The integration of renewable energies into our daily life and the optimization of the energy consumption are key factors for sustainable development and the mitigation of climate change. In particular, the integration of renewable energy becomes strategic in the field of sensor systems for smart cities.
In the smart city of the future, the greatest need is to create a continuous communication between objects, infrastructures and citizens. To achieve this, the best solutions are the Internet of Things (IoT) applications. The internet of things, with its omnipresent connectivity and the ability to collect, transmit and process large quantities of data from diffused sensor systems with low electricity consumption, allows to make decisions for improving many aspects related to cities, such as air quality, vehicle traffic, lighting, maintenance, etc.
In recent years, the technologies of outdoor IoT are requiring mobile solutions, which can be easily moved and continuously adapted to the urban area, independent of the infrastructure where they are temporarily installed, i.e. portable weather stations, sensors for monitoring the health of urban greenery or mobile connectivity systems with 5G technology.
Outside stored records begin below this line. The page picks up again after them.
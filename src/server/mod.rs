//! HTTP front end
//!
//! | Route | Discipline |
//! |-------|------------|
//! | `POST /spellcheck` | blocking: JSON in, ordered grammar errors out |
//! | `GET /links`, `POST /links` | decoupled: form submit, 303 to results |
//! | `GET /links/results` | single poll, HTML table or pending view |
//! | `GET /health` | liveness |

mod error;
mod routes;

pub use error::ApiError;

use crate::job::JobService;
use axum::routing::{get, post};
use axum::Router;
use std::net::SocketAddr;
use std::sync::Arc;
use tokio::net::TcpListener;
use tower_http::trace::TraceLayer;

pub type AppState = Arc<JobService>;

/// Builds the application router
pub fn router(service: AppState) -> Router {
    Router::new()
        .route("/spellcheck", post(routes::spellcheck))
        .route("/links", get(routes::link_form).post(routes::submit_links))
        .route("/links/results", get(routes::link_results))
        .route("/health", get(routes::health))
        .layer(TraceLayer::new_for_http())
        .with_state(service)
}

/// Serves the router until the process is stopped
pub async fn serve(addr: SocketAddr, service: AppState) -> crate::Result<()> {
    let listener = TcpListener::bind(addr).await?;
    tracing::info!("Listening on {}", listener.local_addr()?);
    axum::serve(listener, router(service)).await?;
    Ok(())
}
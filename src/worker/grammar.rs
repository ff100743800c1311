//! Line-by-line grammar checking of a fetched page
//!
//! The raw body is split on newlines before any HTML parsing so each match
//! can be attributed to a 1-indexed source line.

use crate::storage::{NewError, MAX_CORRECTIONS};
use crate::worker::GrammarChecker;
use scraper::Html;
use uuid::Uuid;

/// Splits a page body into numbered lines, starting at 1
///
/// A trailing `\r` is dropped from each line.
pub fn split_lines(body: &str) -> impl Iterator<Item = (u32, &str)> {
    body.split('\n').enumerate().map(|(index, line)| {
        let number = u32::try_from(index + 1).unwrap_or(u32::MAX);
        (number, line.strip_suffix('\r').unwrap_or(line))
    })
}

/// Returns the visible text of a single line of HTML
pub fn strip_markup(line: &str) -> String {
    let fragment = Html::parse_fragment(line);
    fragment.root_element().text().collect()
}

/// Runs every non-blank line of `body` through the checker
///
/// Lines the checker fails on are logged and skipped; one bad line does not
/// fail the page.
pub async fn check_page(
    checker: &dyn GrammarChecker,
    body: &str,
    page_url: &str,
    language: &str,
    job_id: Uuid,
) -> Vec<NewError> {
    let mut found = Vec::new();

    for (line_number, line) in split_lines(body) {
        let text = strip_markup(line);
        if text.trim().is_empty() {
            continue;
        }

        let matches = match checker.check(&text, language).await {
            Ok(matches) => matches,
            Err(e) => {
                tracing::warn!("Checker failed on line {} of {}: {}", line_number, page_url, e);
                continue;
            }
        };

        found.extend(matches.into_iter().map(|m| NewError {
            job_id,
            message: m.message,
            error_sentence: m.sentence,
            error_term: m.matched_text,
            error_line_number: line_number,
            page_url: page_url.to_string(),
            possible_corrections: m.replacements.into_iter().take(MAX_CORRECTIONS).collect(),
        }));
    }

    found
}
In these systems, energy self-sufficiency becomes an essential prerogative for their functioning and also becomes basic for those distributed IoT systems that are installed on infrastructures that do not have easy access to the electricity network, as bike sharing spots or CCTV systems. In all these cases the "green" technologies for energy generation are optimal for powering IoT systems in "stand alone" mode.
The research of the AdR in the energy field is based on finding specific solutions to power the sensor systems developed at IMEM. Among these solutions, the greenest and more compatible with outdoor IoT systems is based on photovoltaic (PV) technology.
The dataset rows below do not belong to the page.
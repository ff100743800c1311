//! Submit, poll and aggregate flows against an in-process pool

use crate::common::{fake_service, local_service, mount_clean_checker, mount_page, FakePool};
use serde_json::json;
use sitelint::{JobError, TaskState};
use std::sync::Arc;
use wiremock::matchers::{body_string_contains, method, path};
use wiremock::{Mock, MockServer, ResponseTemplate};

#[tokio::test]
async fn test_link_extraction_end_to_end() {
    let server = MockServer::start().await;
    mount_page(
        &server,
        "/blog",
        r#"<html><body>
            <a href="/a">A</a>
            <a>no href</a>
            <a href="http://ext.com/b">B</a>
        </body></html>"#,
    )
    .await;

    let (service, _store) = local_service(&server.uri());
    let report = service
        .extract_links(&format!("{}/blog", server.uri()))
        .await
        .unwrap();

    assert_eq!(report.status, TaskState::Finished);
    assert_eq!(report.size, 2);

    // Newest first, so document order comes back reversed
    let links: Vec<(&str, &str)> = report
        .results
        .iter()
        .map(|l| (l.text.as_str(), l.url.as_str()))
        .collect();
    let expected_a = format!("{}/a", server.uri());
    assert_eq!(links, vec![("B", "http://ext.com/b"), ("A", expected_a.as_str())]);
    assert!(report.results.iter().all(|l| l.job_id == report.job_id));
}

#[tokio::test]
async fn test_grammar_error_on_second_line() {
    let server = MockServer::start().await;
    mount_page(
        &server,
        "/page",
        "<html><title></title>\n<p>This are bad</p>",
    )
    .await;
    Mock::given(method("POST"))
        .and(path("/v2/check"))
        .and(body_string_contains("text=This+are+bad"))
        .respond_with(ResponseTemplate::new(200).set_body_json(json!({
            "matches": [{
                "message": "The verb 'are' does not agree with 'This'.",
                "sentence": "This are bad",
                "offset": 5,
                "length": 3,
                "replacements": [
                    {"value": "is"}, {"value": "was"}, {"value": "were"},
                    {"value": "be"}, {"value": "seems"}, {"value": "looks"}
                ]
            }]
        })))
        .expect(1)
        .mount(&server)
        .await;

    let (service, _store) = local_service(&server.uri());
    let report = service
        .check_page(&format!("{}/page", server.uri()), None)
        .await
        .unwrap();

    assert_eq!(report.size, 1);
    let error = &report.results[0];
    assert_eq!(error.error_line_number, 2);
    assert_eq!(error.error_term, "are");
    assert_eq!(error.error_sentence, "This are bad");
    assert_eq!(error.possible_corrections, vec!["is", "was", "were", "be", "seems"]);
    assert_eq!(error.page_url, format!("{}/page", server.uri()));
}

#[tokio::test]
async fn test_clean_page_has_empty_report() {
    let server = MockServer::start().await;
    mount_page(&server, "/clean", "<p>All good here.</p>\n<p>Nothing to see.</p>").await;
    mount_clean_checker(&server).await;

    let (service, _store) = local_service(&server.uri());
    let report = service
        .check_page(&format!("{}/clean", server.uri()), Some("en-us"))
        .await
        .unwrap();

    assert_eq!(report.status, TaskState::Finished);
    assert_eq!(report.size, 0);
    let value: serde_json::Value = serde_json::from_str(&report.to_json().unwrap()).unwrap();
    assert_eq!(value["results"], json!([]));
    assert_eq!(value["size"], 0);
}

#[tokio::test]
async fn test_report_serialization_is_repeatable() {
    let server = MockServer::start().await;
    mount_page(&server, "/p", r#"<a href="/1">one</a><a href="/2">two</a>"#).await;

    let (service, _store) = local_service(&server.uri());
    let report = service
        .extract_links(&format!("{}/p", server.uri()))
        .await
        .unwrap();

    let first = service
        .aggregator()
        .link_report(report.job_id, TaskState::Finished)
        .unwrap()
        .to_json()
        .unwrap();
    let second = service
        .aggregator()
        .link_report(report.job_id, TaskState::Finished)
        .unwrap()
        .to_json()
        .unwrap();

    assert_eq!(first, second);
}

#[tokio::test]
async fn test_unfetchable_page_is_worker_failure() {
    let server = MockServer::start().await;
    Mock::given(method("GET"))
        .and(path("/gone"))
        .respond_with(ResponseTemplate::new(500))
        .mount(&server)
        .await;

    let (service, _store) = local_service(&server.uri());
    let result = service
        .check_page(&format!("{}/gone", server.uri()), None)
        .await;

    match result {
        Err(JobError::WorkerFailure { job_id, .. }) => {
            let report = service
                .aggregator()
                .error_report(job_id, TaskState::Failed)
                .unwrap();
            assert_eq!(report.status, TaskState::Failed);
            assert_eq!(report.size, 0);
        }
        other => panic!("expected worker failure, got {:?}", other),
    }
}

#[tokio::test]
async fn test_concurrent_jobs_stay_separate() {
    let server = MockServer::start().await;
    mount_page(&server, "/one", r#"<a href="/x">x</a>"#).await;
    mount_page(&server, "/two", r#"<a href="/y">y</a><a href="/z">z</a>"#).await;

    let (service, _store) = local_service(&server.uri());
    let one_url = format!("{}/one", server.uri());
    let two_url = format!("{}/two", server.uri());
    let (one, two) = tokio::join!(service.extract_links(&one_url), service.extract_links(&two_url));
    let (one, two) = (one.unwrap(), two.unwrap());

    assert_ne!(one.job_id, two.job_id);
    assert_eq!(one.size, 1);
    assert_eq!(two.size, 2);
}

#[tokio::test]
async fn test_decoupled_link_flow() {
    let server = MockServer::start().await;
    mount_page(&server, "/page", r#"<a href="/only">Only</a>"#).await;

    let (service, _store) = local_service(&server.uri());
    let submission = service
        .submit_links(&format!("{}/page", server.uri()))
        .await
        .unwrap();

    let mut report = service
        .link_results(&submission.handle, submission.job_id)
        .await
        .unwrap();
    for _ in 0..200 {
        if report.is_ready() {
            break;
        }
        tokio::time::sleep(std::time::Duration::from_millis(10)).await;
        report = service
            .link_results(&submission.handle, submission.job_id)
            .await
            .unwrap();
    }

    assert_eq!(report.status, TaskState::Finished);
    assert_eq!(report.results[0].text, "Only");
}

#[tokio::test]
async fn test_missing_url_dispatches_nothing() {
    let pool = Arc::new(FakePool::reporting("finished"));
    let (service, _store) = fake_service(pool.clone());

    let result = service.check_page("", None).await;

    assert!(matches!(result, Err(JobError::InvalidParameters(_))));
    assert_eq!(pool.scheduled_count(), 0);
}

#[tokio::test]
async fn test_unreachable_pool() {
    let (service, _store) = fake_service(Arc::new(FakePool::unreachable()));

    let result = service.extract_links("http://x.com/").await;

    assert!(matches!(result, Err(JobError::DispatchUnavailable(_))));
}

#[tokio::test]
async fn test_discarded_task_is_unknown() {
    let (service, _store) = fake_service(Arc::new(FakePool::reporting("")));

    let result = service.check_page("http://x.com/", None).await;

    assert!(matches!(result, Err(JobError::UnknownTask { task_id }) if task_id == "fake-1"));
}

#[tokio::test]
async fn test_stuck_task_times_out() {
    let (service, _store) = fake_service(Arc::new(FakePool::reporting("running")));

    let result = service.check_page("http://x.com/", None).await;

    assert!(matches!(result, Err(JobError::PollTimeout { .. })));
}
For more than 12 years, the IMEM Institute has been studying and developing flexible photovoltaics for integration on buildings (BIPV) and products (PIPV), using both crystalline silicon and thin film cells.
The photovoltaic conversion efficiencies achieved by the latest generation flexible cells (> 22%) allow to generate a few Watts of electricity over an area of only 100 cm2, which are compatible with the power consumption of many IoT systems.
Through proprietary processes for encapsulation, very light and foldable PV mini-modules (5 grams for each Watt produced) can be manufactured with customizable dimensions in order to be physically integrated with the IoT system and with the electrical outputs for supplying the sensor system (power, voltage or current). By interfacing the modules with adequate storage systems (thin film lithium batteries and ultracapacitors), fully h24 self-sufficient IoT systems can be obtained.